═══ DATA RECORDS
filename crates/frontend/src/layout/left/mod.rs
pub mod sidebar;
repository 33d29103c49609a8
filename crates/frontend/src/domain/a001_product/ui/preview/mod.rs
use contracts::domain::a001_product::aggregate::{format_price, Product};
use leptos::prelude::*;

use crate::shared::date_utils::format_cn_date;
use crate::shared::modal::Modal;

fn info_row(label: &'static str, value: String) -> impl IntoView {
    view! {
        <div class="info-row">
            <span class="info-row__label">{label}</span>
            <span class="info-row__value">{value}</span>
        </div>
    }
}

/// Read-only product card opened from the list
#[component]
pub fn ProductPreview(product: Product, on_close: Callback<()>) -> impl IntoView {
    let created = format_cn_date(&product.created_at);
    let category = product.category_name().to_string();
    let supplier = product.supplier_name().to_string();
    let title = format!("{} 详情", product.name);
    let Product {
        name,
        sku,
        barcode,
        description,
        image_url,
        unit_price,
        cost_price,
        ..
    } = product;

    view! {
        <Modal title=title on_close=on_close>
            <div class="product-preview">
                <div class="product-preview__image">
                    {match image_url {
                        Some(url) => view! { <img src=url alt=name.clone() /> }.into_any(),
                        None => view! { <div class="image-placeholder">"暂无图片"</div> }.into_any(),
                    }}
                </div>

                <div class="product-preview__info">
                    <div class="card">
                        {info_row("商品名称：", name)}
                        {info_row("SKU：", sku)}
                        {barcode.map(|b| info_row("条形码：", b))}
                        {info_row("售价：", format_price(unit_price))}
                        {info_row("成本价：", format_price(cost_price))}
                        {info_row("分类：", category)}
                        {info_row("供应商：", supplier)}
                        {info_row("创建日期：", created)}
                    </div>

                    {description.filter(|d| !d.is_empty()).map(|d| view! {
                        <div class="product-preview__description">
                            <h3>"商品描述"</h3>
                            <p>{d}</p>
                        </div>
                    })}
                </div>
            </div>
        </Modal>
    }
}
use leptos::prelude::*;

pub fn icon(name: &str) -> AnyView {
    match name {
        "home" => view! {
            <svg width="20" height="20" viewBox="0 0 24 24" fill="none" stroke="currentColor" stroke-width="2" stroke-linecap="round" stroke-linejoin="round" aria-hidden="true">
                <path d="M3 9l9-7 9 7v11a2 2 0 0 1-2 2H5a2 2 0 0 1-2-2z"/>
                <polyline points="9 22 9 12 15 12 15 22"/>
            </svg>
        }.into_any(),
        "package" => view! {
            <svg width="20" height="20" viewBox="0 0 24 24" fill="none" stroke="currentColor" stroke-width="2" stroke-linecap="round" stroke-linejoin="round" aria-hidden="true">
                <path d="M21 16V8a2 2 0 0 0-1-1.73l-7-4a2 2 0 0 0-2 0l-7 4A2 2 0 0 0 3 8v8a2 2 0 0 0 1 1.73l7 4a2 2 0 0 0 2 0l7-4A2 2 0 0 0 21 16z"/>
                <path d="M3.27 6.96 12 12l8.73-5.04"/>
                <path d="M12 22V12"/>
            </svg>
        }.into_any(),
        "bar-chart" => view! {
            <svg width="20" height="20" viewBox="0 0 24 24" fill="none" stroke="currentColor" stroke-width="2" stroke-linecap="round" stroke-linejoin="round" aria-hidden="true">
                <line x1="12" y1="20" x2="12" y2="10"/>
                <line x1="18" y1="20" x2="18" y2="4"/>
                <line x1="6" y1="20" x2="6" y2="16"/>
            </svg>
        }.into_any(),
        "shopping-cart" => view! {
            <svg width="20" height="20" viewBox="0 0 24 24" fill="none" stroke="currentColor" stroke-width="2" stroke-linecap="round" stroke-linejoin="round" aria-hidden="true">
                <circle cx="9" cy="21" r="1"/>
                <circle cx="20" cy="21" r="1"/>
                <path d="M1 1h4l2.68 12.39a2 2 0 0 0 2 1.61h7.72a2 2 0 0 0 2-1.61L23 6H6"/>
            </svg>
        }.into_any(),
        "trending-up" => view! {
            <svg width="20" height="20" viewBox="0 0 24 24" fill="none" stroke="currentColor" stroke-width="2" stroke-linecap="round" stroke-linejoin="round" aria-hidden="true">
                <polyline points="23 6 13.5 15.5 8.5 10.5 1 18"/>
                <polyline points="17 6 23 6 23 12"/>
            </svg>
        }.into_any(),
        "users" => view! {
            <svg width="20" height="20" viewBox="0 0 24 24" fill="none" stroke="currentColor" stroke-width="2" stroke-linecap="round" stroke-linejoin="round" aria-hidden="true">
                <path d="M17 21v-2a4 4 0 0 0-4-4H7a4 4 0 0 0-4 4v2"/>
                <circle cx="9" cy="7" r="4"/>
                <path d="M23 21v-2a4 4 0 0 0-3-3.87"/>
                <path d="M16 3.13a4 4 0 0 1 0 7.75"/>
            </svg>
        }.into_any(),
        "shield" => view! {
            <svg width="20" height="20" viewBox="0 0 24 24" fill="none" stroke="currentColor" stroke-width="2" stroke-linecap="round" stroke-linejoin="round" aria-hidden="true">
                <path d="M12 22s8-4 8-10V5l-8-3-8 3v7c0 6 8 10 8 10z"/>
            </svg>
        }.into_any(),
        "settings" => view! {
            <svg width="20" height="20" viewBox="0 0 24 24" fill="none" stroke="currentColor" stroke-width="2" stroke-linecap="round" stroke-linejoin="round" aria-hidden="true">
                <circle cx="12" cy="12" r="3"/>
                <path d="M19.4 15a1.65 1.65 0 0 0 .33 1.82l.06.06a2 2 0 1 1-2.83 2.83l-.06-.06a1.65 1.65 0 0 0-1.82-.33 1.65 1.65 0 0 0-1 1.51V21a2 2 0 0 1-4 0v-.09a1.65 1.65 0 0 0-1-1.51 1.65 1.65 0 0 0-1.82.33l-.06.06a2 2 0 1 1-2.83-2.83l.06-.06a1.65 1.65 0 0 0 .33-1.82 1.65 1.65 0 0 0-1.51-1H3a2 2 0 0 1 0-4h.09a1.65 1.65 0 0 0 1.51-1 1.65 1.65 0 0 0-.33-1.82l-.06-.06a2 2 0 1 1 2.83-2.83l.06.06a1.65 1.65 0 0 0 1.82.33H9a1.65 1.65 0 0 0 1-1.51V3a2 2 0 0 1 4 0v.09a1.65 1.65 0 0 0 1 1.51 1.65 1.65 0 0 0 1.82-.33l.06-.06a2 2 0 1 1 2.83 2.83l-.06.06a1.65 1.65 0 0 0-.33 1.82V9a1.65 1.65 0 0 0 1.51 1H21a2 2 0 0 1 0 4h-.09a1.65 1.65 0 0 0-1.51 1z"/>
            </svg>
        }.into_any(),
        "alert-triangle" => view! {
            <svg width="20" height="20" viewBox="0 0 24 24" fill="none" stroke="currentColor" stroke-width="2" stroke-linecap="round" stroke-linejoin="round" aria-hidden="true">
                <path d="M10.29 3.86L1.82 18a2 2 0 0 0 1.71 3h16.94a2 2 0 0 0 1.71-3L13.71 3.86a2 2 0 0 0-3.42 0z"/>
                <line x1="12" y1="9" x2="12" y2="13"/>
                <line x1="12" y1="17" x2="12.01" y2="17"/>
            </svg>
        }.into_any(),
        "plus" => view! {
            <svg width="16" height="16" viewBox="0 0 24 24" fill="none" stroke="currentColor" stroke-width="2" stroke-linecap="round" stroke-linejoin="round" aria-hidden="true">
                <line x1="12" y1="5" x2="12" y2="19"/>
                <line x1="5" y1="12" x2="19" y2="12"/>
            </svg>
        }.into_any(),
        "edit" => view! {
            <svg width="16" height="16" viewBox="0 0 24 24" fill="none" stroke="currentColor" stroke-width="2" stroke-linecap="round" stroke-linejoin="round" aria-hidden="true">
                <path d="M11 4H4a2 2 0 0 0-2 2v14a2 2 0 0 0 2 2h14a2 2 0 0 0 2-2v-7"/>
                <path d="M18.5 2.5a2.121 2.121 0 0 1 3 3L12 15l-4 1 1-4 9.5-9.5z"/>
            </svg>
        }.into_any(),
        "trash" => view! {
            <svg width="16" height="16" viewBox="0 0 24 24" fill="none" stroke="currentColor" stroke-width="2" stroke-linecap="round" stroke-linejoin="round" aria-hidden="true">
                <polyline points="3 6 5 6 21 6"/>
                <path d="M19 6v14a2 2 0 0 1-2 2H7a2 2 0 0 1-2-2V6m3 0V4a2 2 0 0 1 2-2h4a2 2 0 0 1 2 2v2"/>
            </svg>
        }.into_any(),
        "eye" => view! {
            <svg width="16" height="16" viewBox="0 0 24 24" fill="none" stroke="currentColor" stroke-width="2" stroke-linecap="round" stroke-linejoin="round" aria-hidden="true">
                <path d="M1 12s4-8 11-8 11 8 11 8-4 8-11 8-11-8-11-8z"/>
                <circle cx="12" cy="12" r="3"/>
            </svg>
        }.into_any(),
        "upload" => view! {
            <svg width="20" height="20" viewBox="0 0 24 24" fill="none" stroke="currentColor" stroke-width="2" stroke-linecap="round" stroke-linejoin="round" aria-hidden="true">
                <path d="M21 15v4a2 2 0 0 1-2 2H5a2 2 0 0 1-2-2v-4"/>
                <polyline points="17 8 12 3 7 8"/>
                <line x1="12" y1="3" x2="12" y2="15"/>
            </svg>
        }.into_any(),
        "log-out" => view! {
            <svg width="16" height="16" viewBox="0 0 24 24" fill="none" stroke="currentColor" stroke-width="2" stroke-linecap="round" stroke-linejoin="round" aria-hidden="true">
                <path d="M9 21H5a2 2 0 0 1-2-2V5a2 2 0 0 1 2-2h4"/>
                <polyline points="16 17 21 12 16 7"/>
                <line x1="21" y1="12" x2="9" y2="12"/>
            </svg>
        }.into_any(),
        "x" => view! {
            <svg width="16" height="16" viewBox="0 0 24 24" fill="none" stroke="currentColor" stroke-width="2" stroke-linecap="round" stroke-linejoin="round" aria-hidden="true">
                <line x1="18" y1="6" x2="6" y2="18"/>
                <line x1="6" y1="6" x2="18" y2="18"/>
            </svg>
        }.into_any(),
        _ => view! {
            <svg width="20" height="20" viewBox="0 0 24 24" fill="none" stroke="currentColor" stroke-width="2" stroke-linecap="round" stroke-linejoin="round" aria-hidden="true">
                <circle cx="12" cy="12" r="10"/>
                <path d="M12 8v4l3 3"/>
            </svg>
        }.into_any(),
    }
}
══════
═══ DATA RECORDS
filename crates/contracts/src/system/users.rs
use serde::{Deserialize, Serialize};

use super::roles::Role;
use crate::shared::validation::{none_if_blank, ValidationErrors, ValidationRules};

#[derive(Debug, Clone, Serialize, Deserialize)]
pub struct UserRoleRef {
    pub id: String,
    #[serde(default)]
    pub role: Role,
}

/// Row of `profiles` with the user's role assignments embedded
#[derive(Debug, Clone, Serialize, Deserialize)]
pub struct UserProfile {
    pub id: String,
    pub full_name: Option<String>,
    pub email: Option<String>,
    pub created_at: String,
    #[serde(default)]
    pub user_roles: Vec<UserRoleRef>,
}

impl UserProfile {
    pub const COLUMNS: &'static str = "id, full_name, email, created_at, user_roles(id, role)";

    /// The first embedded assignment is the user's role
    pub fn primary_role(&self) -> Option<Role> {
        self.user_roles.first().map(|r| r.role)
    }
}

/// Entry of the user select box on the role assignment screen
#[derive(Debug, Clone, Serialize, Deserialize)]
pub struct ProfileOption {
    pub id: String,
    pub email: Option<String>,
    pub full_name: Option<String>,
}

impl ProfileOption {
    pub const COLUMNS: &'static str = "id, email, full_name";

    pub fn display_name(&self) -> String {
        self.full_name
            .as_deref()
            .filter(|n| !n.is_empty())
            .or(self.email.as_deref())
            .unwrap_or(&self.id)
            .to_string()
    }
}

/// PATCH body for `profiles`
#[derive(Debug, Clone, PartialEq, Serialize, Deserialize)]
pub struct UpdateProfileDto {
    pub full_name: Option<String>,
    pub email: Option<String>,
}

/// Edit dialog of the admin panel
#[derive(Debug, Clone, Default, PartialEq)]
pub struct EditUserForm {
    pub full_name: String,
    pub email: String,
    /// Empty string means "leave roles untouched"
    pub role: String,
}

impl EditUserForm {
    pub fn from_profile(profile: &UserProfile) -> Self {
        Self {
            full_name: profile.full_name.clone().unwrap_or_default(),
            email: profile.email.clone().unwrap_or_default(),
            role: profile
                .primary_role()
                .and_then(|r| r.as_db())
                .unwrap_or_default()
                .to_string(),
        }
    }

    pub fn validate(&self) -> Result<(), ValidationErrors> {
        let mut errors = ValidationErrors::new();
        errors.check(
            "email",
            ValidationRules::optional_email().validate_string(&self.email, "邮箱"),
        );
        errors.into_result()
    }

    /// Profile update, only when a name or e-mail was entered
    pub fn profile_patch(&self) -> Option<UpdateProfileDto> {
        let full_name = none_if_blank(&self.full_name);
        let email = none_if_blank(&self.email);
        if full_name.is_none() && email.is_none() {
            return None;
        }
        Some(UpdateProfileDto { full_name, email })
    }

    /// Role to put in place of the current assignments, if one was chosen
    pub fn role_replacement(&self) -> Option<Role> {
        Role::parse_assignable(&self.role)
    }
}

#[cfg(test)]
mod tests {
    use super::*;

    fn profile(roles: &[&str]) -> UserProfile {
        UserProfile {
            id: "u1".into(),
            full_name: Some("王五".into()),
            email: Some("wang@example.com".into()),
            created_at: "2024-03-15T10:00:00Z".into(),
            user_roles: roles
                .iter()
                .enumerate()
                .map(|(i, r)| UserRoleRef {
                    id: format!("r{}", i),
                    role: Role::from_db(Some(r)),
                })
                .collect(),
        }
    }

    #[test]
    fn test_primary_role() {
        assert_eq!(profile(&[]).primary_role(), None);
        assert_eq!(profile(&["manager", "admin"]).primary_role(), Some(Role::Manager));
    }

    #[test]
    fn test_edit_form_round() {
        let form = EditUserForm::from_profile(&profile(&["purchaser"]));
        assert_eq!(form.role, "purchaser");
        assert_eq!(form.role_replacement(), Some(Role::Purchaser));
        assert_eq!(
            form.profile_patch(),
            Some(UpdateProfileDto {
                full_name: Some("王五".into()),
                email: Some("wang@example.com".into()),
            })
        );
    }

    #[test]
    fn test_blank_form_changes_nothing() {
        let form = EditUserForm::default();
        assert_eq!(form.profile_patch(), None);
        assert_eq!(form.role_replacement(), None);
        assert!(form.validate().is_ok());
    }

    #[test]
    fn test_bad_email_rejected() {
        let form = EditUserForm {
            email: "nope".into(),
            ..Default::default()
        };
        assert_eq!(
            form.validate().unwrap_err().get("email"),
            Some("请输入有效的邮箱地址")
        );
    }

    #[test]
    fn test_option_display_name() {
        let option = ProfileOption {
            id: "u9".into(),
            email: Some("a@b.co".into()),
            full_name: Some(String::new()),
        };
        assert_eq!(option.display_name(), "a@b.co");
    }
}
══════
- [ASSIGNMENT]
Filter the records down to the lines that contain the string "assignments", and copy those lines.

- [TASK RESULT]
/// Row of `profiles` with the user's role assignments embedded
    /// Role to put in place of the current assignments, if one was chosen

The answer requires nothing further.